I see my fellowship project as a great opportunity to include medieval history in conversations about the aftermath and memory of war, and I'm very much looking forward to the next four years.”
Professor Sharon Pickering
Policing the Border: Security, Human Rights and Gender
Research program description
Women are the fastest growing group undertaking extra legal border crossing yet we know little about the gendered character of border enforcement. This project will develop a regulatory framework for border policing that is adaptable to the gender determinants of mobility, human rights and the future challenges of
border management.
Sharon’s reaction to receiving the award
“I am very excited to have been awarded a Future Fellowship. This will give me the opportunity to catalyse already significant inter-faculty collaborations by focusing criminological research efforts in partnership with industry and communities internationally. The Fellowship will provide me with the time to concentrate my energies on research leadership for Monash University and Australian criminology.”
Dr Rob Sparrow
A New Ethics for the Development and Application of Genetic Technologies in a Pluralist Society
Research program description
New technologies for prenatal testing and pre-implantation genetic diagnosis will soon grant us an unprecedented power to choose our children’s genes. This project will develop an ethical framework to govern the development and use of these technologies and thus help ensure that future Australians enjoy a healthy start to life.

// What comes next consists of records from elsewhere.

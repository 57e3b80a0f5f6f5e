//! Subject management commands for CLI.

use acadplan_core::{Command, Config, CourseLoad, Subject};
use clap::Subcommand;

use super::{open_planner, CliResult};

#[derive(Subcommand)]
pub enum SubjectAction {
    /// Create a new subject
    Add {
        /// Subject name
        name: String,
        /// Color token (defaults to subjects.default_color)
        #[arg(long)]
        color: Option<String>,
        /// Total course load in hours; enables absence tracking
        #[arg(long)]
        course_load: Option<f64>,
    },
    /// Edit a subject
    Edit {
        /// Subject ID
        id: String,
        /// New name
        #[arg(long)]
        name: Option<String>,
        /// New color
        #[arg(long)]
        color: Option<String>,
        /// New course load in hours
        #[arg(long, conflicts_with = "clear_course_load")]
        course_load: Option<f64>,
        /// Stop tracking absences for this subject
        #[arg(long)]
        clear_course_load: bool,
    },
    /// List subjects
    List {
        /// Print JSON instead of text
        #[arg(long)]
        json: bool,
    },
    /// Delete a subject and all of its tasks
    Delete {
        /// Subject ID
        id: String,
    },
}

pub fn run(action: SubjectAction) -> CliResult {
    let planner = open_planner()?;

    match action {
        SubjectAction::Add {
            name,
            color,
            course_load,
        } => {
            let color = color.unwrap_or_else(|| Config::load_or_default().subjects.default_color);
            let load = course_load.map(CourseLoad::hours).unwrap_or_default();
            let subject = Subject::new(name, color, load)?;
            planner.dispatch(Command::SaveSubject(subject.clone()))?;
            println!("Subject created: {}", subject.id);
            println!("{}", serde_json::to_string_pretty(&subject)?);
        }
        SubjectAction::Edit {
            id,
            name,
            color,
            course_load,
            clear_course_load,
        } => {
            let mut subject = planner
                .find_subject(&id)?
                .ok_or(format!("Subject not found: {id}"))?;

            if let Some(n) = name {
                let n = n.trim().to_string();
                if n.is_empty() {
                    return Err("subject name must not be empty".into());
                }
                subject.name = n;
            }
            if let Some(c) = color {
                subject.color = c;
            }
            if let Some(h) = course_load {
                subject.course_load = CourseLoad::hours(h);
            }
            if clear_course_load {
                subject.course_load = CourseLoad::NotTracked;
            }

            planner.dispatch(Command::SaveSubject(subject.clone()))?;
            println!("Subject updated:");
            println!("{}", serde_json::to_string_pretty(&subject)?);
        }
        SubjectAction::List { json } => {
            let snapshot = planner.snapshot()?;
            if json {
                println!("{}", serde_json::to_string_pretty(&snapshot.subjects)?);
            } else if snapshot.subjects.is_empty() {
                println!("No subjects yet. Add one with `acadplan subject add <name>`.");
            } else {
                for subject in &snapshot.subjects {
                    let load = match subject.course_load.tracked_hours() {
                        Some(h) => format!("{h} h"),
                        None => "no course load".to_string(),
                    };
                    println!("{}  {}  ({}, {})", subject.id, subject.name, subject.color, load);
                }
            }
        }
        SubjectAction::Delete { id } => {
            let snapshot = planner.snapshot()?;
            if snapshot.subject(&id).is_none() {
                return Err(format!("Subject not found: {id}").into());
            }
            let removed_tasks = snapshot.tasks_for_subject(&id).count();
            planner.dispatch(Command::DeleteSubject(id.clone()))?;
            println!("Subject deleted: {id} ({removed_tasks} task(s) removed)");
        }
    }
    Ok(())
}
use acadplan_core::Config;
use clap::Subcommand;

use super::CliResult;

#[derive(Subcommand)]
pub enum ConfigAction {
    /// Get a config value
    Get {
        /// Config key (e.g. "display.date_format")
        key: String,
    },
    /// Set a config value
    Set {
        /// Config key
        key: String,
        /// New value
        value: String,
    },
    /// List all config values
    List,
    /// Reset config to defaults
    Reset,
}

pub fn run(action: ConfigAction) -> CliResult {
    match action {
        ConfigAction::Get { key } => {
            let config = Config::load()?;
            match config.get(&key) {
                Some(value) => println!("{value}"),
                None => return Err(format!("unknown key: {key}").into()),
            }
        }
        ConfigAction::Set { key, value } => {
            let mut config = Config::load()?;
            config.set(&key, &value)?;
            println!("ok");
        }
        ConfigAction::List => {
            let config = Config::load()?;
            let json = serde_json::to_string_pretty(&config)?;
            println!("{json}");
        }
        ConfigAction::Reset => {
            let config = Config::default();
            config.save()?;
            println!("config reset to defaults");
        }
    }
    Ok(())
}
//! Task management commands for CLI.

use acadplan_core::{Board, Command, Config, Task};
use chrono::Utc;
use clap::Subcommand;

use super::{open_planner, parse_due_date, CliResult};

#[derive(Subcommand)]
pub enum TaskAction {
    /// Create a new task
    Add {
        /// Task title
        title: String,
        /// Subject ID the task belongs to
        #[arg(long)]
        subject: String,
        /// Due date (YYYY-MM-DD or RFC 3339)
        #[arg(long, value_parser = parse_due_date)]
        due: chrono::DateTime<Utc>,
    },
    /// Edit a task
    Edit {
        /// Task ID
        id: String,
        /// New title
        #[arg(long)]
        title: Option<String>,
        /// New subject ID
        #[arg(long)]
        subject: Option<String>,
        /// New due date
        #[arg(long, value_parser = parse_due_date)]
        due: Option<chrono::DateTime<Utc>>,
    },
    /// List tasks by due date
    List {
        /// Print JSON instead of text
        #[arg(long)]
        json: bool,
    },
    /// Flip a task between pending and completed
    Toggle {
        /// Task ID
        id: String,
    },
    /// Delete a task
    Delete {
        /// Task ID
        id: String,
    },
}

pub fn run(action: TaskAction) -> CliResult {
    let planner = open_planner()?;

    match action {
        TaskAction::Add {
            title,
            subject,
            due,
        } => {
            if planner.find_subject(&subject)?.is_none() {
                return Err(format!("Subject not found: {subject}").into());
            }
            let task = Task::new(subject, title, due)?;
            planner.dispatch(Command::SaveTask(task.clone()))?;
            println!("Task created: {}", task.id);
            println!("{}", serde_json::to_string_pretty(&task)?);
        }
        TaskAction::Edit {
            id,
            title,
            subject,
            due,
        } => {
            let mut task = planner
                .find_task(&id)?
                .ok_or(format!("Task not found: {id}"))?;

            if let Some(t) = title {
                let t = t.trim().to_string();
                if t.is_empty() {
                    return Err("task title must not be empty".into());
                }
                task.title = t;
            }
            if let Some(s) = subject {
                if planner.find_subject(&s)?.is_none() {
                    return Err(format!("Subject not found: {s}").into());
                }
                task.subject_id = s;
            }
            if let Some(d) = due {
                task.due_date = d;
            }

            planner.dispatch(Command::SaveTask(task.clone()))?;
            println!("Task updated:");
            println!("{}", serde_json::to_string_pretty(&task)?);
        }
        TaskAction::List { json } => {
            let config = Config::load_or_default();
            let snapshot = planner.snapshot()?;
            let board = Board::build(&snapshot, Utc::now(), &config.display);
            if json {
                println!("{}", serde_json::to_string_pretty(&board.tasks)?);
            } else if board.tasks.is_empty() {
                println!("No tasks yet. Add one with `acadplan task add <title> --subject <id> --due <date>`.");
            } else {
                for card in &board.tasks {
                    println!(
                        "{}  {:<9}  {}  {}  [{}]",
                        card.task.id,
                        card.derived,
                        config.display.format_date(card.task.due_date),
                        card.task.title,
                        card.subject_label
                    );
                }
            }
        }
        TaskAction::Toggle { id } => {
            if planner.find_task(&id)?.is_none() {
                return Err(format!("Task not found: {id}").into());
            }
            let snapshot = planner.dispatch(Command::ToggleTaskStatus(id.clone()))?;
            let task = snapshot.task(&id).ok_or(format!("Task not found: {id}"))?;
            println!(
                "Task {}: {}",
                task.id,
                task.derived_status(Utc::now())
            );
        }
        TaskAction::Delete { id } => {
            if planner.find_task(&id)?.is_none() {
                return Err(format!("Task not found: {id}").into());
            }
            planner.dispatch(Command::DeleteTask(id.clone()))?;
            println!("Task deleted: {id}");
        }
    }
    Ok(())
}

Rob’s reaction to receiving the award
“The project combines my interests in political philosophy and bioethics. I am hoping that looking to debates in political theory about multiculturalism, about education, and about the proper role of the state will allow me to make some progress in arguments about human enhancement in bioethics, which are currently stuck in a not-terribly-interesting dispute between conservatives and liberals.
Perhaps the best thing about being awarded this Fellowship is that it will allow me the opportunity to travel internationally to conduct and promote my research. One of the disadvantages about working in Australia is being so far from the US and Europe. Being able to spend an extended period at bioethics centres at the University of Pennsylvania, the University of Tokyo, and at Oxford will be wonderful.
These latest results also show, I think, just how strong philosophy and bioethics are at Monash: we now have three Future Fellows in the Philosophy Program within the School.
Nobody achieves results in research by themselves, of course, and I am very grateful for the support I have had from the Director of the Centre for Human Bioethics, Justin Oakley, since I've been at Monash - as well as from my other colleagues in the School and the Monash and Arts Research Offices.”